*** Available data ***
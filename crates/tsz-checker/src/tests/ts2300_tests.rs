//! Tests for TS2300 emission ("Duplicate identifier")
//!
//! These tests verify that duplicate identifier errors are correctly emitted
//! for class members based on declaration order, matching tsc behavior.

use crate::checker::context::CheckerOptions;
use crate::checker::state::CheckerState;
use std::sync::Arc;
use tsz_binder::BinderState;
use tsz_parser::parser::ParserState;
use tsz_solver::TypeInterner;

/// Helper function to check source and return diagnostics.
fn check(source: &str) -> Vec<crate::checker::types::Diagnostic> {
    let lib_files = crate::test_fixtures::load_lib_files_for_test();

    let mut parser = ParserState::new("test.ts".to_string(), source.to_string());
    let root = parser.parse_source_file();

    let mut binder = BinderState::new();
    binder.bind_source_file_with_libs(parser.get_arena(), root, &lib_files);

    let types = TypeInterner::new();
    let options = CheckerOptions::default();

    let mut checker = CheckerState::new(
        parser.get_arena(),
        &binder,
        &types,
        "test.ts".to_string(),
        options,
    );

    if !lib_files.is_empty() {
        let lib_contexts: Vec<_> = lib_files
            .iter()
            .map(|lib| crate::checker::context::LibContext {
                arena: Arc::clone(&lib.arena),
                binder: Arc::clone(&lib.binder),
            })
            .collect();
        checker.ctx.set_lib_contexts(lib_contexts);
    }

    checker.check_source_file(root);
    checker.ctx.diagnostics.clone()
}

/// Test that method followed by property emits TS2300 only on the property.
/// Regression test for fix where both were being reported.
#[test]
fn test_duplicate_method_then_property() {
    let source = r#"
class C {
    a(): number { return 0; }
    a: number;
}
"#;
    let diagnostics = check(source);

    let ts2300_errors: Vec<_> = diagnostics.iter().filter(|d| d.code == 2300).collect();
    assert_eq!(
        ts2300_errors.len(),
        1,
        "Should have exactly 1 TS2300 error (on property, not method), got: {:?}",
        ts2300_errors
    );
}

/// Test that property followed by method emits TS2300 on BOTH declarations.
/// This is the special case where tsc reports both as duplicates.
#[test]
fn test_duplicate_property_then_method() {
    let source = r#"
class K {
    b: number;
    b(): number { return 0; }
}
"#;
    let diagnostics = check(source);

    let ts2300_errors: Vec<_> = diagnostics.iter().filter(|d| d.code == 2300).collect();
    assert_eq!(
        ts2300_errors.len(),
        2,
        "Should have 2 TS2300 errors (both property and method), got: {:?}",
        ts2300_errors
    );
}

/// Test that property followed by property emits TS2300 only on the second property.
#[test]
fn test_duplicate_property_then_property() {
    let source = r#"
class D {
    c: number;
    c: string;
}
"#;
    let diagnostics = check(source);

    let ts2300_errors: Vec<_> = diagnostics.iter().filter(|d| d.code == 2300).collect();
    assert_eq!(
        ts2300_errors.len(),
        1,
        "Should have exactly 1 TS2300 error (on second property only), got: {:?}",
        ts2300_errors
    );
}

/// Test that method overloads are allowed (no TS2300).
#[test]
fn test_method_overloads_allowed() {
    let source = r#"
class C {
    foo(x: number): void;
    foo(x: string): void;
    foo(x: any) { }
}
"#;
    let diagnostics = check(source);

    let ts2300_errors: Vec<_> = diagnostics.iter().filter(|d| d.code == 2300).collect();
    assert!(
        ts2300_errors.is_empty(),
        "Should NOT have TS2300 for method overloads, got: {:?}",
        ts2300_errors
    );
}

/// Test that duplicate properties in interfaces emit TS2300 only on subsequent declarations.
#[test]
fn test_duplicate_interface_properties() {
    let source = r#"
interface Foo {
    x: number;
    x: string;
}
"#;
    let diagnostics = check(source);

    let ts2300_errors: Vec<_> = diagnostics.iter().filter(|d| d.code == 2300).collect();
    assert_eq!(
        ts2300_errors.len(),
        1,
        "Should have exactly 1 TS2300 error (on second property), got: {:?}",
        ts2300_errors
    );
}

/// Test that interface merging is allowed (no TS2300).
#[test]
fn test_interface_merging_allowed() {
    let source = r#"
interface Foo {
    x: number;
}
interface Foo {
    y: string;
}
"#;
    let diagnostics = check(source);

    let ts2300_errors: Vec<_> = diagnostics.iter().filter(|d| d.code == 2300).collect();
    assert!(
        ts2300_errors.is_empty(),
        "Should NOT have TS2300 for interface merging, got: {:?}",
        ts2300_errors
    );
}

/// Test that duplicate function implementations emit TS2393, not TS2300.
#[test]
fn test_duplicate_function_implementations() {
    let source = r#"
class C {
    foo(x: number) { }
    foo(x: string) { }
}
"#;
    let diagnostics = check(source);

    let ts2300_errors: Vec<_> = diagnostics.iter().filter(|d| d.code == 2300).collect();
    let ts2393_errors: Vec<_> = diagnostics.iter().filter(|d| d.code == 2393).collect();

    assert!(
        ts2300_errors.is_empty(),
        "Should NOT have TS2300 for duplicate implementations, got: {:?}",
        ts2300_errors
    );
    assert_eq!(
        ts2393_errors.len(),
        2,
        "Should have 2 TS2393 errors for both implementations, got: {:?}",
        ts2393_errors
    );
}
*** End of Available data ***
#### Exercise brief:
Your output should consist solely of the lines from the beginning of the entries through the line containing "use tsz_solver::TypeInterner;", reproduced exactly.

#### Result of the exercise:
filename crates/tsz-checker/src/tests/ts2300_tests.rs
//! Tests for TS2300 emission ("Duplicate identifier")
//!
//! These tests verify that duplicate identifier errors are correctly emitted
//! for class members based on declaration order, matching tsc behavior.

use crate::checker::context::CheckerOptions;
use crate::checker::state::CheckerState;
use std::sync::Arc;
use tsz_binder::BinderState;
use tsz_parser::parser::ParserState;
use tsz_solver::TypeInterner;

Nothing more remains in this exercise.